Aku membiarkan Allea mengobrol dengan teman-temannya. Mungkin saja dia rindu karena memang lama tidak pernah bertemu. Aku pun bergabung dengan teman-teman yang lain.

"Ren, itu Allea?" tanya Gideon yang merupakan sahabat baikku di kantor.

"Ya. Itu istriku. Kenapa?"

"Kok, beda, ya? Maaf, nih. Apa Allea sakit? Kenapa pucat dan badannya sangat kecil?" tanyanya.

"Nggaklah. Allea sehat-sehat aja. Emang udah perawakannya kecil," jawabku.

"Tapi dulu meski kecil nggak seperti ini. Dulu seger banget, loh. Kok, sekarang beda, ya? Maaf, Ren, bukan maksud apa-apa. Tapi emang beda aja lihat istrimu," ucap Gideon.

"Mungkin efek kelelahan aja," kataku santai. Gideon terlalu berlebihan, menurutku.

"Kamu tetap nggak pakai pengasuh atau asisten? Allea tetap urus anak dan rumah sendiri?" tanya Gideon lagi.

"Ya. Allea mengurus semuanya sendiri. Hebat, bukan?" ucapku membanggakan Allea.

Gideon tampak mengernyit dan menatapku aneh. Dia menggelengkan kepala seraya menepuk pundakku. "Ren, apa salahnya menggunakan satu asisten aja untuk Allea? Kasihan, loh, istrimu. Dia itu sangat kelelahan. Nggak mudah ngurus rumah sambil jagain tiga anak yang kecil-kecil."

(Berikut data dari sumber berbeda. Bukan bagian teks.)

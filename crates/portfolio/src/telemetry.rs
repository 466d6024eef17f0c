use crate::config::TelemetryConfig;
use tracing_subscriber::filter::ParseError;
use tracing_subscriber::EnvFilter;

#[derive(Debug, thiserror::Error)]
pub enum TelemetryError {
    #[error("invalid log level/filter '{value}': unable to build EnvFilter")]
    EnvFilter {
        value: String,
        #[source]
        source: ParseError,
    },
    #[error("telemetry error: {0}")]
    Subscriber(#[source] Box<dyn std::error::Error + Send + Sync>),
}

/// `RUST_LOG` wins when present; otherwise the configured level applies.
pub fn resolve_filter(config: &TelemetryConfig) -> Result<EnvFilter, TelemetryError> {
    match EnvFilter::try_from_default_env() {
        Ok(filter) => Ok(filter),
        Err(_) => EnvFilter::try_new(&config.log_level).map_err(|source| {
            TelemetryError::EnvFilter {
                value: config.log_level.clone(),
                source,
            }
        }),
    }
}

pub fn init(config: &TelemetryConfig) -> Result<(), TelemetryError> {
    let env_filter = resolve_filter(config)?;

    tracing_subscriber::fmt()
        .with_env_filter(env_filter)
        .with_target(false)
        .compact()
        .with_ansi(false)
        .try_init()
        .map_err(TelemetryError::Subscriber)
}

#[cfg(test)]
mod tests {
    use super::*;

    #[test]
    fn malformed_level_is_reported_with_its_value() {
        if std::env::var_os("RUST_LOG").is_some() {
            return;
        }
        let config = TelemetryConfig {
            log_level: "portfolio=loud".to_string(),
        };
        let err = resolve_filter(&config).expect_err("filter rejected");
        assert!(err.to_string().contains("portfolio=loud"));
    }
}
#[cfg(test)]
mod tests {
    use super::*;
    use crate::reveal::ObserverMode;

    fn ctx() -> ComposeContext {
        ComposeContext::new(&SiteConfig::default()).with_year(2025)
    }

    #[test]
    fn home_sections_follow_the_fixed_order() {
        let composer = PageComposer::new(&SiteConfig::default());
        let kinds: Vec<_> = composer
            .sections(Route::Home)
            .into_iter()
            .map(|plan| plan.kind)
            .collect();
        assert_eq!(
            kinds,
            vec![
                SectionKind::Hero,
                SectionKind::About,
                SectionKind::Projects,
                SectionKind::Experience,
                SectionKind::Education,
                SectionKind::Certifications,
                SectionKind::Research,
                SectionKind::Testimonials,
                SectionKind::Newsletter,
                SectionKind::Contact,
            ]
        );
    }

    #[test]
    fn deferral_can_be_switched_off() {
        let site = SiteConfig {
            defer_sections: false,
            ..SiteConfig::default()
        };
        let composer = PageComposer::new(&site);
        assert!(composer
            .sections(Route::Home)
            .iter()
            .all(|plan| !plan.is_deferred()));
    }

    #[test]
    fn deferred_sections_render_placeholders() {
        let composer = PageComposer::new(&SiteConfig::default());
        let page = composer.compose(Route::Home, &ctx()).expect("home composes");
        let research = page.section(SectionKind::Research).expect("research planned");
        assert!(research.body.contains("data-fragment=\"/fragments/research\""));
        assert!(research.body.contains("min-height:560px"));
        assert!(!research.body.contains("Selected Publications"));
    }

    #[test]
    fn hero_is_revealed_at_first_paint() {
        let composer = PageComposer::new(&SiteConfig::default());
        let page = composer.compose(Route::Home, &ctx()).expect("home composes");
        assert_eq!(
            page.section(SectionKind::Hero).map(|s| s.state),
            Some(RevealState::Revealed)
        );
        assert_eq!(
            page.section(SectionKind::About).map(|s| s.state),
            Some(RevealState::Unseen)
        );
    }

    #[test]
    fn unavailable_observer_reveals_every_section() {
        let composer = PageComposer::new(&SiteConfig::default());
        let ctx = ctx().with_observer_mode(ObserverMode::Unavailable);
        let page = composer.compose(Route::Home, &ctx).expect("home composes");
        assert!(page
            .sections
            .iter()
            .all(|section| section.state == RevealState::Revealed));
        let html = page.render(&ctx).expect("home renders");
        assert!(!html.contains("data-reveal=\"unseen\""));
    }

    #[test]
    fn invalid_root_id_is_a_mount_failure() {
        let site = SiteConfig {
            root_id: String::new(),
            ..SiteConfig::default()
        };
        let composer = PageComposer::new(&site);
        let err = composer
            .compose(Route::Home, &ComposeContext::new(&site))
            .expect_err("empty root id");
        assert!(err.is_mount_failure());
    }

    #[test]
    fn fragment_applies_category() {
        let composer = PageComposer::new(&SiteConfig::default());
        let html = composer
            .fragment(SectionKind::Projects, Some("salesforce"))
            .expect("projects fragment");
        assert_eq!(html.matches("<article class=\"card project").count(), 3);
        assert_eq!(
            html.matches("<article hidden class=\"card project").count(),
            catalog::projects().len() - 3
        );
        assert!(html.contains("data-category=\"salesforce\" aria-selected=\"true\""));
    }

    #[test]
    fn about_page_shows_the_biography_at_first_paint() {
        let composer = PageComposer::new(&SiteConfig::default());
        let page = composer.compose(Route::About, &ctx()).expect("about composes");
        assert_eq!(
            page.section(SectionKind::Biography).map(|s| s.state),
            Some(RevealState::Revealed)
        );
        assert_eq!(
            page.section(SectionKind::Contact).map(|s| s.state),
            Some(RevealState::Unseen)
        );
    }

    #[test]
    fn stagger_delays_later_sections() {
        let site = SiteConfig {
            reveal_stagger_ms: 100,
            ..SiteConfig::default()
        };
        let composer = PageComposer::new(&site);
        let ctx = ComposeContext::new(&site).with_year(2025);
        let page = composer.compose(Route::Home, &ctx).expect("home composes");
        let delays: Vec<u32> = page.sections.iter().map(|s| s.delay_ms).collect();
        assert_eq!(&delays[..3], &[0, 100, 200]);
        let html = page.render(&ctx).expect("home renders");
        assert!(html.contains("data-reveal-delay=\"100\""));
    }

    #[test]
    fn mounted_widgets_describe_their_motion() {
        let composer = PageComposer::new(&SiteConfig::default());
        let hero = composer.fragment(SectionKind::Hero, None).expect("hero renders");
        assert!(hero.contains(&format!("data-count=\"{HERO_PARTICLES}\"")));
        assert!(hero.contains("data-motion=\"orbit\""));
        let certs = composer
            .fragment(SectionKind::Certifications, None)
            .expect("certifications render");
        assert!(certs.contains(&format!("data-count=\"{CERTIFICATION_SHAPES}\"")));
        assert!(certs.contains("data-motion=\"bob\""));
    }

    #[test]
    fn fragment_rejects_category_on_plain_sections() {
        let composer = PageComposer::new(&SiteConfig::default());
        let err = composer
            .fragment(SectionKind::Education, Some("AI"))
            .expect_err("education has no tabs");
        assert!(matches!(err, PageError::NotFilterable { section: "education" }));
        assert!(composer.fragment(SectionKind::Education, Some(" ")).is_ok());
    }

    #[test]
    fn navigation_is_relative_to_the_current_page() {
        let composer = PageComposer::new(&SiteConfig::default());
        let home = composer.navigation(Some(Route::Home));
        assert_eq!(home[0].href, "#home");
        assert_eq!(home.last().map(|link| link.href.as_str()), Some("/about"));
        let about = composer.navigation(Some(Route::About));
        assert_eq!(about[2].href, "/#projects");
    }

    #[test]
    fn not_found_links_home() {
        let composer = PageComposer::new(&SiteConfig::default());
        let page = composer.not_found("/blog<x>", &ctx()).expect("not found composes");
        let html = page.render(&ctx()).expect("not found renders");
        assert!(html.contains("<code>/blog&lt;x&gt;</code>"));
        assert!(html.contains("href=\"/\">Back to the portfolio</a>"));
        assert!(html.contains("© 2025 Lab of Neural Dynamics."));
    }
}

"Heleh, itu memang sudah tugas istri. Nggak perlu pakai asisten segala," balasku.

Kenapa orang-orang selalu menyarankan asisten? Aku sama sekali tidak suka. Uang untuk membayar jasa mereka memang ada, tetapi aku tidak berminat menggunakan jasa asisten atau pengasuh. Biarlah Allea mengurus seorang diri. Lagi pula, dia mampu.

"Di rumahmu ada CCTV?" tanya Gideon. Entah apa maksudnya bertanya CCTV.

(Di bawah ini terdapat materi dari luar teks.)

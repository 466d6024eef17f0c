use crate::config::ConfigError;
use crate::content::ContentError;
use crate::page::render::mount_error_document;
use crate::page::PageError;
use crate::telemetry::TelemetryError;
use axum::http::{header, StatusCode};
use axum::response::{IntoResponse, Response};
use axum::Json;
use serde_json::json;
use std::fmt;

#[derive(Debug)]
pub enum AppError {
    Config(ConfigError),
    Telemetry(TelemetryError),
    Io(std::io::Error),
    Server(axum::Error),
    Content(ContentError),
    Page(PageError),
}

impl AppError {
    pub fn status(&self) -> StatusCode {
        match self {
            AppError::Content(ContentError::UnknownCollection(_))
            | AppError::Page(PageError::UnknownSection(_)) => StatusCode::NOT_FOUND,
            AppError::Content(
                ContentError::NotFilterable { .. } | ContentError::Filter(_),
            ) => StatusCode::BAD_REQUEST,
            AppError::Page(err) if !err.is_mount_failure() => StatusCode::BAD_REQUEST,
            _ => StatusCode::INTERNAL_SERVER_ERROR,
        }
    }
}

impl fmt::Display for AppError {
    fn fmt(&self, f: &mut fmt::Formatter<'_>) -> fmt::Result {
        match self {
            AppError::Config(err) => write!(f, "configuration error: {}", err),
            AppError::Telemetry(err) => write!(f, "telemetry error: {}", err),
            AppError::Io(err) => write!(f, "io error: {}", err),
            AppError::Server(err) => write!(f, "server error: {}", err),
            AppError::Content(err) => write!(f, "content error: {}", err),
            AppError::Page(err) => write!(f, "page error: {}", err),
        }
    }
}

impl std::error::Error for AppError {
    fn source(&self) -> Option<&(dyn std::error::Error + 'static)> {
        match self {
            AppError::Config(err) => Some(err),
            AppError::Telemetry(err) => Some(err),
            AppError::Io(err) => Some(err),
            AppError::Server(err) => Some(err),
            AppError::Content(err) => Some(err),
            AppError::Page(err) => Some(err),
        }
    }
}

impl IntoResponse for AppError {
    fn into_response(self) -> Response {
        let status = self.status();

        // a page that cannot mount is replaced wholesale by the error document
        if let AppError::Page(err) = &self {
            if err.is_mount_failure() {
                tracing::error!(error = %err, "page failed to mount");
                let html = mount_error_document(&err.to_string());
                return (
                    status,
                    [(header::CONTENT_TYPE, mime::TEXT_HTML_UTF_8.as_ref())],
                    html,
                )
                    .into_response();
            }
        }

        let body = Json(json!({ "error": self.to_string() }));
        (status, body).into_response()
    }
}

impl From<ConfigError> for AppError {
    fn from(value: ConfigError) -> Self {
        Self::Config(value)
    }
}

impl From<TelemetryError> for AppError {
    fn from(value: TelemetryError) -> Self {
        Self::Telemetry(value)
    }
}

impl From<std::io::Error> for AppError {
    fn from(value: std::io::Error) -> Self {
        Self::Io(value)
    }
}

impl From<axum::Error> for AppError {
    fn from(value: axum::Error) -> Self {
        Self::Server(value)
    }
}

impl From<ContentError> for AppError {
    fn from(value: ContentError) -> Self {
        Self::Content(value)
    }
}

impl From<PageError> for AppError {
    fn from(value: PageError) -> Self {
        Self::Page(value)
    }
}
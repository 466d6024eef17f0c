use axum::http::HeaderMap;
use metrics_exporter_prometheus::PrometheusHandle;
use portfolio::config::SiteConfig;
use portfolio::page::{ComposeContext, PageComposer};
use portfolio::reveal::ObserverMode;
use std::sync::atomic::AtomicBool;
use std::sync::Arc;

/// Client hint sent by browsers whose user asked for less motion.
pub(crate) const REDUCED_MOTION_HINT: &str = "sec-ch-prefers-reduced-motion";

#[derive(Clone)]
pub(crate) struct AppState {
    pub(crate) readiness: Arc<AtomicBool>,
    pub(crate) metrics: Arc<PrometheusHandle>,
    pub(crate) site: Arc<SiteConfig>,
    pub(crate) composer: PageComposer,
}

impl AppState {
    pub(crate) fn new(site: SiteConfig, readiness: Arc<AtomicBool>, metrics: PrometheusHandle) -> Self {
        Self {
            readiness,
            metrics: Arc::new(metrics),
            composer: PageComposer::new(&site),
            site: Arc::new(site),
        }
    }

    /// Sections start revealed when the client asks for reduced motion.
    pub(crate) fn compose_context(&self, headers: &HeaderMap) -> ComposeContext {
        let reduced = headers
            .get(REDUCED_MOTION_HINT)
            .and_then(|value| value.to_str().ok())
            .is_some_and(|value| value.trim().eq_ignore_ascii_case("reduce"));
        let mode = if reduced {
            ObserverMode::Unavailable
        } else {
            ObserverMode::Available
        };
        ComposeContext::new(&self.site).with_observer_mode(mode)
    }
}

#[cfg(test)]
pub(crate) fn test_state(site: SiteConfig) -> AppState {
    let handle = metrics_exporter_prometheus::PrometheusBuilder::new()
        .build_recorder()
        .handle();
    AppState::new(site, Arc::new(AtomicBool::new(true)), handle)
}
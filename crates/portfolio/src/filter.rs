//! Category filtering for the project, certification, and testimonial grids.

use serde::Serialize;

/// Closed enumeration used to narrow a collection.
pub trait Category: Copy + Eq + std::fmt::Debug + 'static {
    fn ordered() -> &'static [Self];
    /// User-visible tab label, e.g. `"AI"`.
    fn label(self) -> &'static str;
    /// Stable lowercase token used in URLs and `data-category` attributes.
    fn slug(self) -> &'static str;

    fn parse(raw: &str) -> Option<Self> {
        let raw = raw.trim();
        Self::ordered()
            .iter()
            .copied()
            .find(|category| category.label().eq_ignore_ascii_case(raw) || category.slug() == raw)
    }
}

pub trait Categorized {
    type Category: Category;

    fn category(&self) -> Self::Category;
}

#[derive(Debug, Clone, Copy, PartialEq, Eq)]
pub enum CategoryFilter<C> {
    All,
    Only(C),
}

impl<C> Default for CategoryFilter<C> {
    fn default() -> Self {
        Self::All
    }
}

impl<C: Category> CategoryFilter<C> {
    pub const ALL_LABEL: &'static str = "All";

    pub fn parse(raw: &str) -> Result<Self, FilterError> {
        let trimmed = raw.trim();
        if trimmed.is_empty() || trimmed.eq_ignore_ascii_case(Self::ALL_LABEL) {
            return Ok(Self::All);
        }
        C::parse(trimmed)
            .map(Self::Only)
            .ok_or_else(|| FilterError::UnknownCategory(trimmed.to_string()))
    }

    pub fn label(self) -> &'static str {
        match self {
            Self::All => Self::ALL_LABEL,
            Self::Only(category) => category.label(),
        }
    }

    pub fn slug(self) -> &'static str {
        match self {
            Self::All => "all",
            Self::Only(category) => category.slug(),
        }
    }

    pub fn matches(self, category: C) -> bool {
        match self {
            Self::All => true,
            Self::Only(selected) => selected == category,
        }
    }
}

#[derive(Debug, Clone, PartialEq, Eq, thiserror::Error)]
pub enum FilterError {
    #[error("unknown category '{0}'")]
    UnknownCategory(String),
}

/// Order-preserving subset of `items` whose category matches `filter`.
pub fn filter<T, C>(items: &[T], filter: CategoryFilter<C>) -> Vec<&T>
where
    T: Categorized<Category = C>,
    C: Category,
{
    items
        .iter()
        .filter(|item| filter.matches(item.category()))
        .collect()
}

/// The user's current category choice for one grid.
#[derive(Debug, Clone, Copy, PartialEq, Eq)]
pub struct FilterSelection<C> {
    active: CategoryFilter<C>,
}

impl<C> Default for FilterSelection<C> {
    fn default() -> Self {
        Self {
            active: CategoryFilter::All,
        }
    }
}

impl<C: Category> FilterSelection<C> {
    pub fn new(active: CategoryFilter<C>) -> Self {
        Self { active }
    }

    pub fn active(&self) -> CategoryFilter<C> {
        self.active
    }

    /// Returns `true` only when the selection actually changed.
    pub fn select(&mut self, next: CategoryFilter<C>) -> bool {
        if self.active == next {
            return false;
        }
        self.active = next;
        true
    }
}

#[derive(Debug, Clone, Serialize)]
pub struct FilterTab {
    pub label: &'static str,
    pub slug: &'static str,
    pub active: bool,
    pub count: usize,
}

/// A static collection seen through a selection.
pub struct FilterView<'a, T: Categorized> {
    source: &'a [T],
    selection: FilterSelection<T::Category>,
}

impl<'a, T: Categorized> FilterView<'a, T> {
    pub fn new(source: &'a [T], selection: FilterSelection<T::Category>) -> Self {
        Self { source, selection }
    }

    pub fn selection(&self) -> FilterSelection<T::Category> {
        self.selection
    }

    pub fn visible(&self) -> Vec<&'a T> {
        filter(self.source, self.selection.active())
    }

    /// Every item in source order, paired with whether the selection shows it.
    pub fn entries(&self) -> Vec<(&'a T, bool)> {
        let active = self.selection.active();
        self.source
            .iter()
            .map(|item| (item, active.matches(item.category())))
            .collect()
    }

    /// "All" followed by every category, in declaration order.
    pub fn tabs(&self) -> Vec<FilterTab> {
        let active = self.selection.active();
        std::iter::once(CategoryFilter::All)
            .chain(
                T::Category::ordered()
                    .iter()
                    .copied()
                    .map(CategoryFilter::Only),
            )
            .map(|candidate| FilterTab {
                label: candidate.label(),
                slug: candidate.slug(),
                active: candidate == active,
                count: self
                    .source
                    .iter()
                    .filter(|item| candidate.matches(item.category()))
                    .count(),
            })
            .collect()
    }
}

"Di luar rumah? Nggak ada. Untuk apa pula?" tanyaku.

"Di dalam rumah?"

"Nggak ada. Untuk apa? Di rumah cuma Allea dan anak-anak. Allea juga selalu kunci pintu. Pasti aman," jawabku.

"Bukan itu. Coba pasang kamera di dalam rumah, tepatnya di tempat Allea sering menjaga anak-anak," ucap Gideon.

Aku bingung dengan sarannya. "Untuk apa, sih?"

"Udahlah, pasang aja! Kewarasan istri itu perlu dijaga," ucap Gideon tanpa memberitahu alasan yang jelas. Kewarasan? Memangnya penampilan Allea terlihat seperti orang yang kurang waras?

"Pak Reno! Pak Reno! Bu Allea tidak sadarkan diri!"